NVIDIA, une entreprise spécialisée dans les processeurs et les cartes graphiques, développe une série de plateformes matérielles pour répondre aux besoins croissants en intelligence artificielle (IA). Chaque plateforme est composée d’un ou plusieurs types de puces : un CPU (processeur central), un GPU (processeur graphique) et parfois un LPU (processeur dédié au traitement du langage). Depuis 2023, NVIDIA a présenté quatre plateformes successives : Hopper (CPU Grace, GPU Hopper), Blackwell (CPU Grace, GPU Blackwell), Rubin (CPU Vera, GPU Rubin, LPU LP3x) et Feynman (CPU Rosa, GPU Feynman, LPU LP40). Ces plateformes évoluent pour intégrer des technologies adaptées à l’IA, notamment l’IA agentique, qui désigne des systèmes capables d’agir de manière autonome pour accomplir des tâches complexes.
Le CPU Vera, présenté début 2025 dans la plateforme Rubin, est le premier processeur conçu par NVIDIA pour l’ère de l’IA agentique. Il utilise une architecture Arm v9.2, une version récente des instructions pour processeurs, et dispose de 88 cœurs Olympus avec 176 threads (unités de traitement parallèles). Ses caches mémoire sont renforcés : 2 Mo de cache L2 par cœur (contre 1 Mo auparavant) et 162 Mo de cache L3 unifié, soit un total de 338 Mo en cache L2+L3. Vera est également le premier CPU à supporter la précision FP8, une méthode de calcul plus efficace pour l’IA. Ces améliorations visent à accélérer les calculs tout en optimisant la consommation énergétique.
Rosa est le prochain CPU de NVIDIA, prévu pour la plateforme Feynman. Il utilise des cœurs maison Rigel, toujours basés sur l’architecture Arm v9.2. Ses améliorations incluent un cache L2 plus grand, une meilleure gestion des instructions et de la mémoire, ainsi que des performances par cœur supérieures à celles d’Olympus (le cœur du CPU Vera). NVIDIA promet que Rosa conservera la même empreinte silicium que Vera, c’est-à-dire qu’il occupera la même surface sur la puce, tout en offrant plus de puissance. Selon les estimations, Rosa pourrait comporter 128 cœurs Rigel ou plus, avec une amélioration potentielle des performances par cycle (IPC) de plus de 50 %.
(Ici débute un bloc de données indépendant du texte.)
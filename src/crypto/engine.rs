use serde::{de::DeserializeOwned, Serialize};
use std::sync::Arc;
use zeroize::Zeroizing;

use crate::crypto::aes::{self, SecureKey, Unreadable};
use crate::error::{AppError, Result};
use crate::store::KeyValueStore;

/// Store key holding the generated data key when no external key is configured.
pub const KEY_SLOT: &str = "encryptionKey";

/// Where the data key comes from.
pub enum KeySource {
    /// Generate once and keep it in the same store as the ciphertexts.
    ///
    /// Anyone who can read the store can read the key. Kept for single-user embedded
    /// deployments; production should use [`KeySource::Provided`].
    Store,
    /// A key held outside the store, e.g. loaded from a secret manager.
    Provided(SecureKey),
}

/// Seals and opens serializable values with one AES-256-GCM key.
///
/// Every ciphertext is bound to the store key it is written under, so moving a
/// ciphertext to another slot makes it unreadable.
#[derive(Clone)]
pub struct CryptoEngine {
    key: Arc<SecureKey>,
}

impl CryptoEngine {
    /// Builds an engine around an existing key.
    pub fn with_key(key: SecureKey) -> Self {
        Self { key: Arc::new(key) }
    }

    /// Resolves `source` into an engine, touching the store only for [`KeySource::Store`].
    pub async fn from_source(store: &dyn KeyValueStore, source: KeySource) -> Result<Self> {
        match source {
            KeySource::Provided(key) => {
                tracing::info!("🔑 Using externally provided data key");
                Ok(Self::with_key(key))
            }
            KeySource::Store => Self::load_or_create(store).await,
        }
    }

    /// Loads the key from [`KEY_SLOT`], generating and persisting it on first use.
    pub async fn load_or_create(store: &dyn KeyValueStore) -> Result<Self> {
        if let Some(raw) = store.get(KEY_SLOT).await? {
            let encoded = Zeroizing::new(raw);
            let bytes = Zeroizing::new(hex::decode(&*encoded).map_err(|e| {
                AppError::Encryption(format!("Stored data key is not valid hex: {}", e))
            })?);
            let key = SecureKey::from_slice(&bytes)?;
            tracing::debug!("🔑 Data key loaded from store");
            return Ok(Self::with_key(key));
        }

        let key = aes::generate_key();
        let encoded = Zeroizing::new(hex::encode(key.as_bytes()));
        store.set(KEY_SLOT, encoded.as_bytes().to_vec()).await?;

        tracing::warn!(
            "⚠️  Data key generated and stored next to the data it protects; \
             set SESSION_MASTER_KEY for production deployments"
        );
        Ok(Self::with_key(key))
    }

    /// Serializes `value` and seals it for `slot`.
    pub fn encrypt<T: Serialize + ?Sized>(&self, slot: &str, value: &T) -> Result<Vec<u8>> {
        let plaintext = Zeroizing::new(
            sonic_rs::to_vec(value).map_err(|e| AppError::Serialization(e.to_string()))?,
        );
        aes::seal(&self.key, slot.as_bytes(), &plaintext)
    }

    /// Opens a value sealed for `slot`.
    pub fn decrypt<T: DeserializeOwned>(
        &self,
        slot: &str,
        sealed: &[u8],
    ) -> std::result::Result<T, Unreadable> {
        let plaintext = Zeroizing::new(aes::open(&self.key, slot.as_bytes(), sealed)?);
        sonic_rs::from_slice(&plaintext).map_err(|_| Unreadable::Undecodable)
    }
}

#[cfg(test)]
mod tests {
    use super::*;
    use crate::store::MemoryStore;
    use serde::Deserialize;

    #[derive(Debug, PartialEq, Serialize, Deserialize)]
    struct Prefs {
        theme: String,
        credits: Vec<u32>,
    }

    fn prefs() -> Prefs {
        Prefs {
            theme: "dark".to_string(),
            credits: vec![3, 4, 4],
        }
    }

    #[tokio::test]
    async fn key_is_generated_once_and_reused() {
        let store = MemoryStore::new();
        let first = CryptoEngine::load_or_create(&store).await.unwrap();
        let stored = store.get(KEY_SLOT).await.unwrap().unwrap();

        let second = CryptoEngine::load_or_create(&store).await.unwrap();
        assert_eq!(store.get(KEY_SLOT).await.unwrap().unwrap(), stored);

        let sealed = first.encrypt("userData:u1:prefs", &prefs()).unwrap();
        let opened: Prefs = second.decrypt("userData:u1:prefs", &sealed).unwrap();
        assert_eq!(opened, prefs());
    }

    #[tokio::test]
    async fn provided_key_never_touches_store() {
        let store = MemoryStore::new();
        let engine = CryptoEngine::from_source(&store, KeySource::Provided(aes::generate_key()))
            .await
            .unwrap();
        assert!(store.is_empty().await);

        let sealed = engine.encrypt("k", "value").unwrap();
        assert_eq!(engine.decrypt::<String>("k", &sealed).unwrap(), "value");
    }

    #[tokio::test]
    async fn malformed_stored_key_is_an_error() {
        let store = MemoryStore::new();
        store.set(KEY_SLOT, b"not-hex".to_vec()).await.unwrap();
        assert!(CryptoEngine::load_or_create(&store).await.is_err());
    }

    #[test]
    fn flipped_byte_is_unreadable_not_panic() {
        let engine = CryptoEngine::with_key(aes::generate_key());
        let sealed = engine.encrypt("slot", &prefs()).unwrap();
        for i in 0..sealed.len() {
            let mut tampered = sealed.clone();
            tampered[i] = tampered[i].wrapping_add(1);
            assert_eq!(engine.decrypt::<Prefs>("slot", &tampered), Err(Unreadable::Tampered));
        }
    }

    #[test]
    fn wrong_type_is_undecodable() {
        let engine = CryptoEngine::with_key(aes::generate_key());
        let sealed = engine.encrypt("slot", "just a string").unwrap();
        assert_eq!(engine.decrypt::<Prefs>("slot", &sealed), Err(Unreadable::Undecodable));
    }
}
Rosa sera fabriqué avec une technologie de gravure de 2 nm, une finesse qui permet de réduire la taille des transistors sur la puce pour améliorer les performances et réduire la consommation d’énergie. Deux technologies sont envisagées : le N2 ou l’A16 de TSMC, un fondeur taïwanais spécialisé dans la fabrication de puces. Le N2 est déjà en production depuis le dernier trimestre 2025, tandis que l’A16 est attendu pour 2027. Les technologies A14 et A12, encore plus avancées, sont prévues entre 2028 et 2030. Une gravure plus fine permet d’intégrer plus de transistors sur une même puce, augmentant ainsi sa puissance et son efficacité.
La plateforme Feynman, prévue pour succéder à Rubin, intégrera le CPU Rosa, un GPU Feynman et un LPU LP40. Ce dernier est le successeur du LPU LP3x de la plateforme Rubin et résulte d’un accord de licence entre NVIDIA et Groq, une entreprise spécialisée dans les processeurs dédiés au traitement du langage. Le LPU (Language Processing Unit) est une puce conçue pour accélérer les tâches liées au langage, comme le traitement des requêtes en IA. Feynman représente une étape majeure pour NVIDIA, avec des composants optimisés pour l’IA agentique et l’apprentissage par renforcement, une méthode où un système apprend par essais et erreurs pour améliorer ses performances.